Nel 2002 mi iscrivo all’Accademia di Belle Arti di Bari. Da qui, comincia il mio percorso che termina nel 2006, col Diploma di Laurea in Pittura, con una tesi monografica in Storia dell’Arte contemporanea su Maurizio Cattelan. Da lui apprendo tutto l’amore per l’amiguità della comunicazione, per l’ironia e la provocazione.
In realtà, sono molti i Maestri a cui guardo: in primis, Magritte e Duchamp, artefici di un grande cambiamento nel modo di fare e fruire l’arte.

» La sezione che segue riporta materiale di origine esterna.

//! Example module publishing a `heartbeat` event at a fixed interval.
//!
//! Other modules can ask how many beats were sent by gathering
//! `heartbeat_query`. The interval comes from the `interval-ms` setting.
use std::sync::atomic::{AtomicU64, Ordering};
use std::sync::Arc;
use std::time::Duration;

use async_trait::async_trait;
use serde_json::{json, Value};

use homecontrol_core::event::{event_data, sync_handler, EventData};
use homecontrol_core::kernel::Result as KernelResult;
use homecontrol_core::module_system::{Module, ModuleCode, ModuleContext, SpecSource};
use homecontrol_core::tick::tick_fn;

pub const MODULE_NAME: &str = "heartbeat";
pub const HEARTBEAT_EVENT: &str = "heartbeat";
pub const HEARTBEAT_QUERY: &str = "heartbeat_query";
pub const DEFAULT_INTERVAL_MS: u64 = 1000;

const DEFAULT_SPEC: &str = "\
meta:
  name: Heartbeat
  description: Publishes a heartbeat event periodically
interval-ms: 1000
";

/// Code of the heartbeat module
#[derive(Debug, Default, Clone, Copy)]
pub struct Heartbeat;

impl ModuleCode for Heartbeat {
    fn behavior(&self) -> Option<Box<dyn Module>> {
        Some(Box::new(HeartbeatModule::default()))
    }

    fn spec_source(&self) -> SpecSource {
        SpecSource::Text(DEFAULT_SPEC.to_string())
    }
}

#[derive(Debug, Default)]
struct HeartbeatModule {
    beats: Arc<AtomicU64>,
}

#[async_trait]
impl Module for HeartbeatModule {
    async fn init(&self, ctx: &ModuleContext) -> KernelResult<()> {
        let beats = Arc::clone(&self.beats);
        ctx.register(
            HEARTBEAT_QUERY,
            sync_handler(move |_| Ok(json!({ "count": beats.load(Ordering::SeqCst) }))),
        );
        Ok(())
    }

    async fn start(&self, ctx: &ModuleContext) -> KernelResult<()> {
        let interval_ms = ctx.setting::<u64>("interval-ms").unwrap_or(DEFAULT_INTERVAL_MS);
        let beats = Arc::clone(&self.beats);
        let events = Arc::clone(ctx.events());
        ctx.tick(
            Duration::from_millis(interval_ms),
            tick_fn(move || {
                let count = beats.fetch_add(1, Ordering::SeqCst) + 1;
                // Nobody waits on the handlers' results
                drop(events.publish(HEARTBEAT_EVENT, event_data(json!({ "count": count })), EventData::new()));
                async {}
            }),
        )?;
        log::info!("Heartbeat every {} ms", interval_ms);
        Ok(())
    }

    async fn stop(&self, ctx: &ModuleContext) -> KernelResult<()> {
        log::info!(
            "Heartbeat '{}' stopped after {} beat(s)",
            ctx.name(),
            self.beats.load(Ordering::SeqCst)
        );
        Ok(())
    }
}

/// Beat count reported by a `heartbeat_query` result
pub fn beat_count(result: &Value) -> Option<u64> {
    result.get("count").and_then(Value::as_u64)
}

#[cfg(test)]
mod tests;
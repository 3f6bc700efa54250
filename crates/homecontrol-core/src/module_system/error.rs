//! # HomeControl Module System Errors
//!
//! [`ModuleError`] is returned by every fallible module-manager operation.
//! Load-time variants are also what `module_not_loaded` events carry in their
//! `exception` field (rendered with `Display`).
use std::fmt;
use std::path::PathBuf;

use thiserror::Error;

use crate::item::ItemError;
use crate::module_system::requirement::RequirementError;

/// Lifecycle hook that failed
#[derive(Debug, Clone, Copy, PartialEq, Eq)]
pub enum LifecyclePhase {
    Init,
    Start,
    Stop,
}

impl fmt::Display for LifecyclePhase {
    fn fmt(&self, f: &mut fmt::Formatter<'_>) -> fmt::Result {
        match self {
            LifecyclePhase::Init => write!(f, "init"),
            LifecyclePhase::Start => write!(f, "start"),
            LifecyclePhase::Stop => write!(f, "stop"),
        }
    }
}

#[derive(Debug, Error)]
pub enum ModuleError {
    #[error("Module '{name}' at {path} is malformed: missing {missing}")]
    StructureInvalid {
        name: String,
        path: PathBuf,
        missing: String,
    },

    #[error("Installing dependencies for module '{name}' ({}) exited with status {status}", requirements.join(", "))]
    DependencyInstallFailed {
        name: String,
        requirements: Vec<String>,
        status: i32,
    },

    #[error("Module '{name}' is not loaded")]
    NotFound { name: String },

    #[error("Failed to remove items of module '{name}': {}", failures.join("; "))]
    ItemRemovalFailed { name: String, failures: Vec<String> },

    #[error("A module named '{name}' is already loaded")]
    AlreadyLoaded { name: String },

    #[error("Invalid spec for module '{name}': {message}")]
    SpecInvalid { name: String, message: String },

    #[error("Invalid requirement in module '{name}': {source}")]
    RequirementInvalid {
        name: String,
        #[source]
        source: RequirementError,
    },

    #[error("No code found for module '{name}' at {}", entry_point.display())]
    CodeNotFound { name: String, entry_point: PathBuf },

    #[error("Module '{name}' failed during {phase}: {source}")]
    LifecycleFailed {
        name: String,
        phase: LifecyclePhase,
        #[source]
        source: Box<crate::kernel::error::Error>,
    },

    #[error("Items of module '{name}' could not be added: {source}")]
    ItemsRejected {
        name: String,
        #[source]
        source: ItemError,
    },

    #[error("Failed to list installed packages: {message}")]
    PackageListFailed { message: String },

    #[error("Failed to run package manager '{program}': {message}")]
    PackageCommandFailed { program: String, message: String },

    #[error("Modules failed to shut down cleanly: {}", failed.join(", "))]
    ShutdownIncomplete { failed: Vec<String> },

    #[error("I/O error at {}: {source}", path.display())]
    Io {
        path: PathBuf,
        #[source]
        source: std::io::Error,
    },
}

impl ModuleError {
    pub(crate) fn io(path: impl Into<PathBuf>, source: std::io::Error) -> Self {
        ModuleError::Io {
            path: path.into(),
            source,
        }
    }
}
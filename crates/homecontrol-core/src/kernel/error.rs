//! # HomeControl Kernel Errors
//!
//! Defines the kernel-wide [`Error`] type. Every subsystem keeps its own typed
//! error enum ([`EventSystemError`], [`ModuleError`], [`ItemError`],
//! [`TickError`], [`ConfigError`]); this module aggregates them so host code
//! can use a single [`Result`] alias.
use std::result::Result as StdResult;

use thiserror::Error as ThisError;

use crate::config::ConfigError;
use crate::event::error::EventSystemError;
use crate::item::ItemError;
use crate::module_system::error::ModuleError;
use crate::tick::TickError;

/// Kernel error type
#[derive(Debug, ThisError)]
pub enum Error {
    #[error("Event system error: {0}")]
    EventSystem(#[from] EventSystemError),

    #[error("Module system error: {0}")]
    ModuleSystem(#[from] ModuleError),

    #[error("Item manager error: {0}")]
    Item(#[from] ItemError),

    #[error("Tick engine error: {0}")]
    Tick(#[from] TickError),

    #[error("Configuration error: {0}")]
    Config(#[from] ConfigError),

    /// Error occurring during a specific kernel lifecycle phase.
    #[error("Kernel lifecycle error during {phase}: {message}")]
    KernelLifecycleError {
        phase: KernelLifecyclePhase,
        component_name: Option<String>,
        message: String,
        #[source]
        source: Option<Box<Error>>,
    },

    /// Generic error with message
    #[error("Error: {0}")]
    Other(String),
}

/// Represents a specific phase in the kernel's lifecycle.
#[derive(Debug, Clone, PartialEq, Eq, ThisError)]
pub enum KernelLifecyclePhase {
    #[error("Initialize")]
    Initialize,
    #[error("Start")]
    Start,
    #[error("Shutdown")]
    Shutdown,
}

/// Shorthand for Result with our Error type
pub type Result<T> = StdResult<T, Error>;

impl From<&str> for Error {
    fn from(msg: &str) -> Self {
        Error::Other(msg.to_string())
    }
}

impl From<String> for Error {
    fn from(msg: String) -> Self {
        Error::Other(msg)
    }
}
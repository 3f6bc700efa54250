use std::fmt;
use std::future::Future;
use std::sync::Arc;

use futures::future::BoxFuture;
use serde_json::Value;

use crate::event::Event;

/// Error type handlers may fail with
pub type BoxError = Box<dyn std::error::Error + Send + Sync>;

/// What a handler produces; `gather` collects the `Ok` values
pub type HandlerResult = Result<Value, BoxError>;

/// Owned future returned by [`EventHandler::handle`]
pub type HandlerFuture = BoxFuture<'static, HandlerResult>;

/// Asynchronous event handler.
///
/// Implemented for every `Fn(Arc<Event>) -> impl Future<Output = HandlerResult>`
/// closure, so most handlers are plain async closures wrapped with
/// [`handler_fn`].
pub trait EventHandler: Send + Sync {
    fn handle(&self, event: Arc<Event>) -> HandlerFuture;
}

impl<F, Fut> EventHandler for F
where
    F: Fn(Arc<Event>) -> Fut + Send + Sync,
    Fut: Future<Output = HandlerResult> + Send + 'static,
{
    fn handle(&self, event: Arc<Event>) -> HandlerFuture {
        Box::pin(self(event))
    }
}

/// Shared handler. Identity is the allocation: subscribing the same `Handler`
/// twice to one event type is a no-op.
pub type Handler = Arc<dyn EventHandler>;

/// Token identifying one subscription in an [`EventEngine`](crate::event::EventEngine)
#[derive(Debug, Clone, Copy, PartialEq, Eq, Hash, PartialOrd, Ord)]
pub struct HandlerId(pub(crate) u64);

impl fmt::Display for HandlerId {
    fn fmt(&self, f: &mut fmt::Formatter<'_>) -> fmt::Result {
        write!(f, "handler#{}", self.0)
    }
}

/// Wrap an async closure into a [`Handler`]
pub fn handler_fn<F, Fut>(f: F) -> Handler
where
    F: Fn(Arc<Event>) -> Fut + Send + Sync + 'static,
    Fut: Future<Output = HandlerResult> + Send + 'static,
{
    Arc::new(f)
}

/// Helper function to create handlers from synchronous closures
pub fn sync_handler<F>(f: F) -> Handler
where
    F: Fn(&Event) -> HandlerResult + Send + Sync + 'static,
{
    Arc::new(move |event: Arc<Event>| {
        let result = f(&event);
        async move { result }
    })
}

/// Compare handlers by allocation, ignoring vtable metadata
pub(crate) fn same_handler(a: &Handler, b: &Handler) -> bool {
    std::ptr::eq(Arc::as_ptr(a) as *const (), Arc::as_ptr(b) as *const ())
}
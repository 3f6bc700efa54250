//! # HomeControl Tick Engine
//!
//! Periodic callbacks for modules. Each registration runs as its own tokio
//! task that fires every `interval` (the first call happens one interval
//! after registration) until it is cancelled.
use std::collections::HashMap;
use std::fmt;
use std::future::Future;
use std::sync::atomic::{AtomicU64, Ordering};
use std::sync::{Mutex, MutexGuard, PoisonError};
use std::time::Duration;

use async_trait::async_trait;
use futures::future::BoxFuture;
use thiserror::Error;
use tokio::runtime::Handle;
use tokio::task::JoinHandle;
use tokio::time::{interval_at, Instant, MissedTickBehavior};

use crate::kernel::component::KernelComponent;
use crate::kernel::error::Result as KernelResult;

#[derive(Debug, Error)]
pub enum TickError {
    #[error("Tick interval must be greater than zero")]
    InvalidInterval,
}

/// Token identifying one periodic registration
#[derive(Debug, Clone, Copy, PartialEq, Eq, Hash, PartialOrd, Ord)]
pub struct TickId(u64);

impl fmt::Display for TickId {
    fn fmt(&self, f: &mut fmt::Formatter<'_>) -> fmt::Result {
        write!(f, "tick#{}", self.0)
    }
}

/// Callback invoked on every tick
pub type TickCallback = Box<dyn Fn() -> BoxFuture<'static, ()> + Send + Sync>;

/// Wrap an async closure into a [`TickCallback`]
pub fn tick_fn<F, Fut>(f: F) -> TickCallback
where
    F: Fn() -> Fut + Send + Sync + 'static,
    Fut: Future<Output = ()> + Send + 'static,
{
    Box::new(move || Box::pin(f()))
}

pub struct TickEngine {
    runtime: Handle,
    tasks: Mutex<HashMap<TickId, JoinHandle<()>>>,
    next_id: AtomicU64,
}

impl fmt::Debug for TickEngine {
    fn fmt(&self, f: &mut fmt::Formatter<'_>) -> fmt::Result {
        f.debug_struct("TickEngine")
            .field("active", &self.active())
            .finish_non_exhaustive()
    }
}

impl TickEngine {
    pub fn new(runtime: Handle) -> Self {
        Self {
            runtime,
            tasks: Mutex::new(HashMap::new()),
            next_id: AtomicU64::new(1),
        }
    }

    fn tasks(&self) -> MutexGuard<'_, HashMap<TickId, JoinHandle<()>>> {
        self.tasks.lock().unwrap_or_else(PoisonError::into_inner)
    }

    /// Call `callback` every `interval` until cancelled
    pub fn tick(&self, interval: Duration, callback: TickCallback) -> Result<TickId, TickError> {
        if interval.is_zero() {
            return Err(TickError::InvalidInterval);
        }
        let id = TickId(self.next_id.fetch_add(1, Ordering::Relaxed));
        let handle = self.runtime.spawn(async move {
            let mut ticker = interval_at(Instant::now() + interval, interval);
            ticker.set_missed_tick_behavior(MissedTickBehavior::Delay);
            loop {
                ticker.tick().await;
                callback().await;
            }
        });
        self.tasks().insert(id, handle);
        log::trace!("Registered {} every {:?}", id, interval);
        Ok(id)
    }

    /// Stop a registration. Returns `false` for unknown or already-cancelled ids.
    pub fn cancel(&self, id: TickId) -> bool {
        match self.tasks().remove(&id) {
            Some(handle) => {
                handle.abort();
                true
            }
            None => false,
        }
    }

    pub fn cancel_all(&self) -> usize {
        let drained: Vec<_> = self.tasks().drain().collect();
        for (_, handle) in &drained {
            handle.abort();
        }
        drained.len()
    }

    /// Number of live registrations
    pub fn active(&self) -> usize {
        self.tasks().len()
    }
}

#[async_trait]
impl KernelComponent for TickEngine {
    fn name(&self) -> &'static str {
        "TickEngine"
    }

    async fn initialize(&self) -> KernelResult<()> {
        Ok(())
    }

    async fn start(&self) -> KernelResult<()> {
        Ok(())
    }

    async fn stop(&self) -> KernelResult<()> {
        let cancelled = self.cancel_all();
        if cancelled > 0 {
            log::debug!("Cancelled {} periodic task(s) left running at shutdown", cancelled);
        }
        Ok(())
    }
}
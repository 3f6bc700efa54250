//! # HomeControl Event Engine
//!
//! In-process publish/subscribe bus shared by the kernel and every loaded
//! module. Handlers are registered per event type (or under the
//! [`WILDCARD`] type to see everything) and are scheduled as independent
//! tasks on the host's tokio runtime whenever a matching event is published.
//!
//! - [`types`]: the immutable [`Event`] record and kernel event names.
//! - [`handler`]: the [`EventHandler`] trait and closure helpers.
//! - [`engine`]: the [`EventEngine`] with its handler registry and the
//!   `publish` / `publish_cross_thread` / `gather` dispatch modes.
//! - [`error`]: [`EventSystemError`].
pub mod engine;
pub mod error;
pub mod handler;
pub mod types;

pub use engine::{CrossThreadPending, EventEngine, HandlerRegistry, PendingResult};
pub use error::EventSystemError;
pub use handler::{handler_fn, sync_handler, BoxError, EventHandler, Handler, HandlerFuture, HandlerId, HandlerResult};
pub use types::{event_data, kernel_events, Event, EventData, WILDCARD};
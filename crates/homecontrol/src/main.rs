use std::path::PathBuf;
use std::process::ExitCode;

use clap::{Parser, Subcommand};
use log::{error, info};

use homecontrol_core::config::HostConfig;
use homecontrol_core::kernel::Application;
use homecontrol_core::module_system::{LoadOutcome, ModuleCatalog, ModuleCode};

use core_logging::CoreLogging;
use heartbeat_example::Heartbeat;

/// HomeControl: home automation hub host
#[derive(Parser, Debug)]
#[command(author, version, about, long_about = None)]
struct CliArgs {
    /// Print "pong" and exit
    #[arg(long)]
    ping: bool,

    /// Host configuration file (.json, .yaml or .toml)
    #[arg(short, long)]
    config: Option<PathBuf>,

    /// Module folder, overrides the configuration
    #[arg(short, long)]
    modules: Option<PathBuf>,

    #[command(subcommand)]
    command: Option<Commands>,
}

#[derive(Subcommand, Debug, Clone, Copy, Default)]
enum Commands {
    /// Load all modules and run until interrupted
    #[default]
    Run,
    /// Load all modules, report how each load went and unload them again
    Check,
}

/// Module code compiled into this binary, keyed by module name
fn catalog() -> ModuleCatalog {
    ModuleCatalog::new().with(heartbeat_example::MODULE_NAME, || Box::new(Heartbeat) as Box<dyn ModuleCode>)
}

#[tokio::main]
async fn main() -> ExitCode {
    let args = CliArgs::parse();

    if args.ping {
        println!("pong");
        return ExitCode::SUCCESS;
    }

    let mut config = match &args.config {
        Some(path) => match HostConfig::load(path) {
            Ok(config) => config,
            Err(e) => {
                eprintln!("Failed to load configuration: {}", e);
                return ExitCode::FAILURE;
            }
        },
        None => HostConfig::default(),
    };
    if let Some(folder) = args.modules {
        config.module_manager.folder = folder;
    }
    let log_level = config.logging.level.clone();

    println!("Initializing application...");
    let mut app = match Application::new(config, catalog()) {
        Ok(app) => app,
        Err(e) => {
            eprintln!("Failed to initialize application: {}", e);
            return ExitCode::FAILURE;
        }
    };

    // Logging first, so the rest of startup is visible
    if let Err(failure) = app
        .module_manager()
        .load_builtin(core_logging::MODULE_NAME, Box::new(CoreLogging::new(log_level)))
        .await
    {
        eprintln!("Failed to set up logging: {}", failure);
    }

    if let Err(e) = app.initialize().await {
        error!("Initialization failed: {}", e);
        eprintln!("Initialization failed: {}", e);
        return ExitCode::FAILURE;
    }
    if let Err(e) = app.start().await {
        eprintln!("Start failed: {}", e);
        let _ = app.shutdown().await;
        return ExitCode::FAILURE;
    }

    let code = match args.command.unwrap_or_default() {
        Commands::Run => run(&app).await,
        Commands::Check => check(&app).await,
    };

    println!("Shutting down application...");
    if let Err(e) = app.shutdown().await {
        eprintln!("Shutdown incomplete: {}", e);
        return ExitCode::FAILURE;
    }
    code
}

async fn run(app: &Application) -> ExitCode {
    if let Err(code) = load_and_report(app).await {
        return code;
    }
    info!("Running, press Ctrl-C to stop");
    if let Err(e) = tokio::signal::ctrl_c().await {
        eprintln!("Failed to wait for Ctrl-C: {}", e);
        return ExitCode::FAILURE;
    }
    ExitCode::SUCCESS
}

async fn check(app: &Application) -> ExitCode {
    match load_and_report(app).await {
        Ok(0) => ExitCode::SUCCESS,
        Ok(_) => ExitCode::FAILURE,
        Err(code) => code,
    }
}

/// Load the configured module folder and print one line per module.
/// Returns how many modules failed to load.
async fn load_and_report(app: &Application) -> Result<usize, ExitCode> {
    let folder = &app.config().module_manager.folder;
    let outcomes = match app.load_modules().await {
        Ok(outcomes) => outcomes,
        Err(e) => {
            eprintln!("Cannot load modules from {}: {}", folder.display(), e);
            return Err(ExitCode::FAILURE);
        }
    };

    if outcomes.is_empty() {
        println!("No modules found in {}", folder.display());
    }
    Ok(outcomes.iter().filter(|outcome| !report(outcome)).count())
}

fn report(outcome: &LoadOutcome) -> bool {
    match outcome {
        Ok(summary) => {
            println!(
                "loaded {} ({:?}, {} item(s)){}",
                summary.name,
                summary.kind,
                summary.items.len(),
                summary
                    .meta
                    .description
                    .as_deref()
                    .map(|d| format!(": {}", d))
                    .unwrap_or_default()
            );
            true
        }
        Err(failure) => {
            println!("failed {}: {}", failure.name, failure);
            false
        }
    }
}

Lo scopo del mio lavoro è creare straniamento e difficoltà di comprensione, che inducono l’osservatore a uno stato di crisi. Messi di fronte all’ambiguità di una parola di uso comune, quale significato scegliere? L’ambivalenza di questo significato è necessariamente spiazzante e negativa? Il linguaggio nasconde o rivela la realtà? La nasconde quando le nostre capacità non sono in grado di afferrare e cogliere l’essenza prima della parola scelta. Quando, invece, questo processo si verifica la molteplicità e spesso la contraddizione proprie della parola non vengono intese come separate, nette, statiche e distinte, diverse e assolute, ma come dispiegamento ed espansione di una sola ed unica verità. L’ambiguità e la molteplicità vengono vissute positivamente, poiché accettate come passaggio e mutamento continuo di una condizione. Credo che l’uso consapevole delle parole derivi da un’attenta obbedienza al silenzio.
Tutto è in continua trasformazione, così la carta si bagna, si brucia, si strappa a conferma del fatto che la parola, come l’essere, svanisce non appena detta, con un soffio di voce.